(Excerpts from a dataset)
──────────

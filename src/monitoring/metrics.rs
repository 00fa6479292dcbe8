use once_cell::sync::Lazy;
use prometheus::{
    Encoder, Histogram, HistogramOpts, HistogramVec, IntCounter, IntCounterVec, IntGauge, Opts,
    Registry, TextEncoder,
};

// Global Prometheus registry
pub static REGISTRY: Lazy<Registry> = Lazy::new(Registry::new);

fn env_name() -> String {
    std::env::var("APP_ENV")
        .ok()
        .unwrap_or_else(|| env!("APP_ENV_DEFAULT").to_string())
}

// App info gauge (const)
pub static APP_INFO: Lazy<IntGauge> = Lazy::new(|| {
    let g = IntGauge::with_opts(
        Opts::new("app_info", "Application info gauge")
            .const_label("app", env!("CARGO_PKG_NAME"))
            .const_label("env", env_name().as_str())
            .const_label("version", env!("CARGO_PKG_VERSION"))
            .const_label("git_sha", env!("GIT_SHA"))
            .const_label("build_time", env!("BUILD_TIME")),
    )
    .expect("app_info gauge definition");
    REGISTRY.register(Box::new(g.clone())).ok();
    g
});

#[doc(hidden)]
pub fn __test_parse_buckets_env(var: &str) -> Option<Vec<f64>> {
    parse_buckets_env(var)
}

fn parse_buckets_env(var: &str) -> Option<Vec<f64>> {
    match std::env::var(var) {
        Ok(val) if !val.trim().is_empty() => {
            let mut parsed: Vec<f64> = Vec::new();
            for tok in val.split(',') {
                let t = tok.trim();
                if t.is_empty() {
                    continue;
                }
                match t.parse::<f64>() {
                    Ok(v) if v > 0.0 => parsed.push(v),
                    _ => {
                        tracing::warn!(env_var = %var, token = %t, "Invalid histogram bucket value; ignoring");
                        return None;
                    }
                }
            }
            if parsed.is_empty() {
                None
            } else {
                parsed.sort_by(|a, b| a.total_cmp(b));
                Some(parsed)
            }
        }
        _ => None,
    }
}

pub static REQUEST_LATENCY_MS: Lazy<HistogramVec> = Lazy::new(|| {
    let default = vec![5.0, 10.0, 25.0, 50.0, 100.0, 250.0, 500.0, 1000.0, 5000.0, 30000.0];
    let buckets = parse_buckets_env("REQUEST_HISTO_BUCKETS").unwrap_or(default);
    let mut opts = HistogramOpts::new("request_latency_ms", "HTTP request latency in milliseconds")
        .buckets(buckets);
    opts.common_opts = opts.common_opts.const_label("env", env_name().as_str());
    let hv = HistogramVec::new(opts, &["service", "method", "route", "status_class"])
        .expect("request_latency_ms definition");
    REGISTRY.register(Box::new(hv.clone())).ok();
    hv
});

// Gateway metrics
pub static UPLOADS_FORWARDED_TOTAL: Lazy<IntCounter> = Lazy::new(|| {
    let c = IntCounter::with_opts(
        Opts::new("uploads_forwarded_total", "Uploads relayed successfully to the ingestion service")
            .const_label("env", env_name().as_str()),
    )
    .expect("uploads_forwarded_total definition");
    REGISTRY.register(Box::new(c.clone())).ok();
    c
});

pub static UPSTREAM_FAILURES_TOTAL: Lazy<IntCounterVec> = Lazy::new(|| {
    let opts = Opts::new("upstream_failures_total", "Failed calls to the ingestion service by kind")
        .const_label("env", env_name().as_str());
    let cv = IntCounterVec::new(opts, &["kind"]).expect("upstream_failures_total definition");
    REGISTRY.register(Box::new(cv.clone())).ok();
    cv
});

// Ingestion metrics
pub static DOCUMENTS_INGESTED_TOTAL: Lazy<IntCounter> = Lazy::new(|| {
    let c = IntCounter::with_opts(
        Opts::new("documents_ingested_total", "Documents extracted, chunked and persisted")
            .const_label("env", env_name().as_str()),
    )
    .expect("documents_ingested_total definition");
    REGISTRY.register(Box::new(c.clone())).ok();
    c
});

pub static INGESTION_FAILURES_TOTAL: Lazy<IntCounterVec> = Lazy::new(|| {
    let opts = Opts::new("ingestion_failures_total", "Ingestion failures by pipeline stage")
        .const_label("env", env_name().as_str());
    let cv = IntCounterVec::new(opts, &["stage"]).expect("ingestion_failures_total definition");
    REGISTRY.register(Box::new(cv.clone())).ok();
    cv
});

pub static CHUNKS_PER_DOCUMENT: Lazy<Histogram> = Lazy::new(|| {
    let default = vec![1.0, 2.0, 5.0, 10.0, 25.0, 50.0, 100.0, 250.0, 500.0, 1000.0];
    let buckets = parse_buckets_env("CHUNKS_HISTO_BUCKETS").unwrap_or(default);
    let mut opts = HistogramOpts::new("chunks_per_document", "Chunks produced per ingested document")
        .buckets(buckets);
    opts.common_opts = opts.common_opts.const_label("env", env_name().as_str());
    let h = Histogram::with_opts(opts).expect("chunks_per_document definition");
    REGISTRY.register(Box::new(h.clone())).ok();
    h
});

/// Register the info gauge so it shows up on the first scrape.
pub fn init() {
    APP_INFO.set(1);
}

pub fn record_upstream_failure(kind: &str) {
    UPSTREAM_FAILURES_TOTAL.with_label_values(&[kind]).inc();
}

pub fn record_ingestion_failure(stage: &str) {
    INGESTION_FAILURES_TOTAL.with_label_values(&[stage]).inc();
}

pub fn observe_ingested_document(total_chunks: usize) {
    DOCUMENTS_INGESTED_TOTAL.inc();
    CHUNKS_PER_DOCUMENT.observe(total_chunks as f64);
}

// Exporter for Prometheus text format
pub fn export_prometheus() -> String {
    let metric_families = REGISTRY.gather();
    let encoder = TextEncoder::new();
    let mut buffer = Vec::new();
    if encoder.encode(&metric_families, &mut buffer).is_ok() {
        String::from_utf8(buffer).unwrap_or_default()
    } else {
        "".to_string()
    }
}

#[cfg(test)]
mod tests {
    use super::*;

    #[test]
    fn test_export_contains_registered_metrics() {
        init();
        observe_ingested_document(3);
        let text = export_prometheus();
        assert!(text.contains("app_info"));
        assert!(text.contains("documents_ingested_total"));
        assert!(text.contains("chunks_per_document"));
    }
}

──────────

— Task objective —
Only one stretch of the entries above is wanted: the lines from the one containing "250.0, 500.0, 1000.0];" through the one containing "pub fn record_upstream_failure(kind: &str)". Please reproduce it exactly.

— Answer area —
    let default = vec![1.0, 2.0, 5.0, 10.0, 25.0, 50.0, 100.0, 250.0, 500.0, 1000.0];
    let buckets = parse_buckets_env("CHUNKS_HISTO_BUCKETS").unwrap_or(default);
    let mut opts = HistogramOpts::new("chunks_per_document", "Chunks produced per ingested document")
        .buckets(buckets);
    opts.common_opts = opts.common_opts.const_label("env", env_name().as_str());
    let h = Histogram::with_opts(opts).expect("chunks_per_document definition");
    REGISTRY.register(Box::new(h.clone())).ok();
    h
});

/// Register the info gauge so it shows up on the first scrape.
pub fn init() {
    APP_INFO.set(1);
}

pub fn record_upstream_failure(kind: &str) {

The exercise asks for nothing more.